Senapati Cricket Stadium
- Location: Bokaro Steel City
- Coordinates: 23°39′55″N 86°9′31″E﻿ / ﻿23.66528°N 86.15861°E
- Establishment: 1995

= Senapati Cricket Stadium =

Sports stadium in Bokaro Steel City, Jharkhand, India

Senapati Cricket Stadium or Bokaro Cricket Stadium or Bokaro Steel City Cricket Stadium is a sports stadium located in Bokaro Steel City, Jharkhand, India. The stadium has hosted some Ranji and state level cricket matches. As of January 2013 the stadium was ready to host national level matches.

== History ==
The stadium was constructed in 1995 and is currently maintained by Bokaro Steel Plant.

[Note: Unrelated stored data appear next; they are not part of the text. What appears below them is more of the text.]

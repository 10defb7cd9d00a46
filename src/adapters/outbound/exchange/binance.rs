//! Binance USDT-M perpetual futures REST client. HMAC-SHA256 signed
//! requests, grounded on the teacher's spot client (`binance/client.rs`)
//! and generalized to the futures endpoints a perp copy-trading engine
//! needs: balance, symbol filters, mark price, leverage, market and
//! reduce-only (TP/SL) orders, cancellation, and position lookup.

use std::time::{Duration, SystemTime, UNIX_EPOCH};

use async_trait::async_trait;
use hmac::{Hmac, Mac};
use reqwest::StatusCode;
use sha2::Sha256;
use tracing::{debug, instrument, warn};

use crate::domain::models::{PlaintextCredential, PositionSide, SymbolRules};
use crate::error::ExchangeError;
use crate::ports::{AccountBalance, ExchangePositionSnapshot, ExchangeAdapter, MarketFillResult, OrderSide, ReduceOrderKind, ReduceOrderResult};

type HmacSha256 = Hmac<Sha256>;

const RECV_WINDOW: u64 = 5000;

pub struct BinanceAdapter {
    exchange_id: String,
    base_url: String,
    client: reqwest::Client,
}

impl BinanceAdapter {
    pub fn new(exchange_id: impl Into<String>, base_url: impl Into<String>, request_timeout: Duration) -> Self {
        let client = reqwest::Client::builder().timeout(request_timeout).build().expect("failed to build reqwest client");
        BinanceAdapter { exchange_id: exchange_id.into(), base_url: base_url.into(), client }
    }

    fn timestamp_ms() -> u64 {
        SystemTime::now().duration_since(UNIX_EPOCH).expect("system clock before UNIX epoch").as_millis() as u64
    }

    fn sign(secret: &str, query: &str) -> String {
        let mut mac = HmacSha256::new_from_slice(secret.as_bytes()).expect("HMAC accepts any key size");
        mac.update(query.as_bytes());
        hex::encode(mac.finalize().into_bytes())
    }

    fn signed_query(credential: &PlaintextCredential, params: &str) -> String {
        let ts = Self::timestamp_ms();
        let base = if params.is_empty() { format!("timestamp={ts}&recvWindow={RECV_WINDOW}") } else { format!("{params}&timestamp={ts}&recvWindow={RECV_WINDOW}") };
        let sig = Self::sign(&credential.api_secret, &base);
        format!("{base}&signature={sig}")
    }

    async fn get_signed(&self, path: &str, credential: &PlaintextCredential, params: &str) -> Result<serde_json::Value, ExchangeError> {
        let qs = Self::signed_query(credential, params);
        let url = format!("{}{}?{}", self.base_url, path, qs);
        self.send(self.client.get(&url).header("X-MBX-APIKEY", &credential.api_key)).await
    }

    async fn post_signed(&self, path: &str, credential: &PlaintextCredential, params: &str) -> Result<serde_json::Value, ExchangeError> {
        let qs = Self::signed_query(credential, params);
        let url = format!("{}{}?{}", self.base_url, path, qs);
        self.send(self.client.post(&url).header("X-MBX-APIKEY", &credential.api_key)).await
    }

    async fn delete_signed(&self, path: &str, credential: &PlaintextCredential, params: &str) -> Result<serde_json::Value, ExchangeError> {
        let qs = Self::signed_query(credential, params);
        let url = format!("{}{}?{}", self.base_url, path, qs);
        self.send(self.client.delete(&url).header("X-MBX-APIKEY", &credential.api_key)).await
    }

    async fn get_public(&self, path: &str, query: &str) -> Result<serde_json::Value, ExchangeError> {
        let url = if query.is_empty() { format!("{}{}", self.base_url, path) } else { format!("{}{}?{}", self.base_url, path, query) };
        self.send(self.client.get(&url)).await
    }

    async fn send(&self, builder: reqwest::RequestBuilder) -> Result<serde_json::Value, ExchangeError> {
        let resp = builder.send().await.map_err(|e| {
            if e.is_timeout() { ExchangeError::Transport(format!("request timed out: {e}")) } else { ExchangeError::Transport(e.to_string()) }
        })?;
        let status = resp.status();
        let body: serde_json::Value = resp.json().await.map_err(|e| ExchangeError::Transport(format!("failed to parse response body: {e}")))?;

        if status == StatusCode::UNAUTHORIZED || status == StatusCode::FORBIDDEN {
            return Err(ExchangeError::Auth(body.to_string()));
        }
        if status == StatusCode::TOO_MANY_REQUESTS || status.as_u16() == 418 {
            return Err(ExchangeError::RateLimit { retry_after_ms: 1000 });
        }
        if !status.is_success() {
            let code = body.get("code").map(|v| v.to_string()).unwrap_or_default();
            let message = body.get("msg").and_then(|v| v.as_str()).unwrap_or("unknown error").to_string();
            return Err(ExchangeError::ExchangeReject { code, message });
        }
        Ok(body)
    }

    fn parse_str_f64(value: &serde_json::Value) -> Result<f64, ExchangeError> {
        value
            .as_str()
            .and_then(|s| s.parse::<f64>().ok())
            .or_else(|| value.as_f64())
            .ok_or_else(|| ExchangeError::Transport(format!("expected numeric field, got {value}")))
    }
}

#[async_trait]
impl ExchangeAdapter for BinanceAdapter {
    fn exchange_id(&self) -> &str {
        &self.exchange_id
    }

    #[instrument(skip(self, credential), fields(exchange = %self.exchange_id))]
    async fn fetch_balance(&self, credential: &PlaintextCredential) -> Result<AccountBalance, ExchangeError> {
        let body = self.get_signed("/fapi/v2/balance", credential, "").await?;
        let entries = body.as_array().ok_or_else(|| ExchangeError::Transport("balance response is not an array".to_string()))?;
        for entry in entries {
            if entry.get("asset").and_then(|v| v.as_str()) == Some("USDT") {
                let equity = Self::parse_str_f64(entry.get("balance").unwrap_or(&serde_json::Value::Null))?;
                let available = Self::parse_str_f64(entry.get("availableBalance").unwrap_or(&serde_json::Value::Null))?;
                return Ok(AccountBalance { equity, available });
            }
        }
        warn!("USDT not present in futures balance response, defaulting to zero");
        Ok(AccountBalance { equity: 0.0, available: 0.0 })
    }

    #[instrument(skip(self), fields(exchange = %self.exchange_id))]
    async fn fetch_symbol_rules(&self, symbol: &str) -> Result<SymbolRules, ExchangeError> {
        let body = self.get_public("/fapi/v1/exchangeInfo", &format!("symbol={symbol}")).await?;
        let symbols = body.get("symbols").and_then(|v| v.as_array()).ok_or_else(|| ExchangeError::Symbol(symbol.to_string()))?;
        let entry = symbols.first().ok_or_else(|| ExchangeError::Symbol(symbol.to_string()))?;
        let filters = entry.get("filters").and_then(|v| v.as_array()).ok_or_else(|| ExchangeError::Transport("exchangeInfo missing filters".to_string()))?;

        let mut min_notional = 0.0;
        let mut min_quantity = 0.0;
        let mut quantity_step = 0.0;
        let mut price_tick = 0.0;

        for filter in filters {
            match filter.get("filterType").and_then(|v| v.as_str()) {
                Some("MIN_NOTIONAL") | Some("NOTIONAL") => {
                    if let Some(v) = filter.get("notional") {
                        min_notional = Self::parse_str_f64(v).unwrap_or(0.0);
                    }
                }
                Some("LOT_SIZE") => {
                    min_quantity = Self::parse_str_f64(filter.get("minQty").unwrap_or(&serde_json::Value::Null)).unwrap_or(0.0);
                    quantity_step = Self::parse_str_f64(filter.get("stepSize").unwrap_or(&serde_json::Value::Null)).unwrap_or(0.0);
                }
                Some("PRICE_FILTER") => {
                    price_tick = Self::parse_str_f64(filter.get("tickSize").unwrap_or(&serde_json::Value::Null)).unwrap_or(0.0);
                }
                _ => {}
            }
        }

        let max_leverage = entry.get("maxLeverage" ).and_then(|v| v.as_str()).and_then(|s| s.parse::<u32>().ok()).unwrap_or(20);

        Ok(SymbolRules { min_notional, min_quantity, quantity_step, price_tick, max_leverage })
    }

    #[instrument(skip(self), fields(exchange = %self.exchange_id))]
    async fn fetch_mark_price(&self, symbol: &str) -> Result<f64, ExchangeError> {
        let body = self.get_public("/fapi/v1/ticker/price", &format!("symbol={symbol}")).await?;
        Self::parse_str_f64(body.get("price").unwrap_or(&serde_json::Value::Null))
    }

    #[instrument(skip(self, credential), fields(exchange = %self.exchange_id))]
    async fn set_leverage(&self, credential: &PlaintextCredential, symbol: &str, leverage: u32) -> Result<(), ExchangeError> {
        self.post_signed("/fapi/v1/leverage", credential, &format!("symbol={symbol}&leverage={leverage}")).await?;
        debug!(symbol, leverage, "leverage set");
        Ok(())
    }

    #[instrument(skip(self, credential), fields(exchange = %self.exchange_id))]
    async fn submit_market(
        &self,
        credential: &PlaintextCredential,
        symbol: &str,
        side: OrderSide,
        quantity: f64,
        reduce_only: bool,
    ) -> Result<MarketFillResult, ExchangeError> {
        let side_str = match side {
            OrderSide::Buy => "BUY",
            OrderSide::Sell => "SELL",
        };
        let mut params = format!("symbol={symbol}&side={side_str}&type=MARKET&quantity={quantity}");
        if reduce_only {
            params.push_str("&reduceOnly=true");
        }
        let body = self.post_signed("/fapi/v1/order", credential, &params).await?;
        let order_id = body.get("orderId").map(|v| v.to_string()).unwrap_or_default();
        let avg_price = Self::parse_str_f64(body.get("avgPrice").unwrap_or(&serde_json::Value::Null)).unwrap_or(0.0);
        let executed_qty = Self::parse_str_f64(body.get("executedQty").unwrap_or(&serde_json::Value::Null)).unwrap_or(quantity);
        Ok(MarketFillResult { order_id, fill_price: avg_price, filled_qty: executed_qty })
    }

    #[instrument(skip(self, credential), fields(exchange = %self.exchange_id))]
    async fn submit_reduce_order(
        &self,
        credential: &PlaintextCredential,
        symbol: &str,
        side: OrderSide,
        quantity: f64,
        trigger_price: f64,
        kind: ReduceOrderKind,
    ) -> Result<ReduceOrderResult, ExchangeError> {
        let side_str = match side {
            OrderSide::Buy => "BUY",
            OrderSide::Sell => "SELL",
        };
        let order_type = match kind {
            ReduceOrderKind::TakeProfit => "TAKE_PROFIT_MARKET",
            ReduceOrderKind::StopLoss => "STOP_MARKET",
        };
        let params = format!(
            "symbol={symbol}&side={side_str}&type={order_type}&stopPrice={trigger_price}&quantity={quantity}&reduceOnly=true&workingType=MARK_PRICE"
        );
        let body = self.post_signed("/fapi/v1/order", credential, &params).await?;
        let order_id = body.get("orderId").map(|v| v.to_string()).unwrap_or_default();
        Ok(ReduceOrderResult { order_id })
    }

    #[instrument(skip(self, credential), fields(exchange = %self.exchange_id))]
    async fn cancel_order(&self, credential: &PlaintextCredential, symbol: &str, order_id: &str) -> Result<(), ExchangeError> {
        self.delete_signed("/fapi/v1/order", credential, &format!("symbol={symbol}&orderId={order_id}")).await?;
        Ok(())
    }

    #[instrument(skip(self, credential), fields(exchange = %self.exchange_id))]
    async fn fetch_position(&self, credential: &PlaintextCredential, symbol: &str) -> Result<Option<ExchangePositionSnapshot>, ExchangeError> {
        let body = self.get_signed("/fapi/v2/positionRisk", credential, &format!("symbol={symbol}")).await?;
        let entries = body.as_array().ok_or_else(|| ExchangeError::Transport("positionRisk response is not an array".to_string()))?;
        for entry in entries {
            let amount = Self::parse_str_f64(entry.get("positionAmt").unwrap_or(&serde_json::Value::Null))?;
            if amount == 0.0 {
                continue;
            }
            let entry_price = Self::parse_str_f64(entry.get("entryPrice").unwrap_or(&serde_json::Value::Null))?;
            let side = if amount > 0.0 { PositionSide::Long } else { PositionSide::Short };
            return Ok(Some(ExchangePositionSnapshot { side, quantity: amount.abs(), entry_price }));
        }
        Ok(None)
    }
}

Currently the stadium hosts district level, state level and Inter-Steel Cricket Tournament matches. As of January 2013 the stadium was ready to host national level matches. The stadium fulfils all basic requirements to organise national level cricket matches. P. N. Singh, general secretary of Bokaro District Cricket Association (BDCA) told in an interview– "We are making efforts to get national-level matches like Ranji Trophy here. Since the past two years, the Bis organizing board matches here. In 2011, the stadium hosted match between Jharkhand and Odisha, while 2012 witnessed game between Jharkhand and West Bengal"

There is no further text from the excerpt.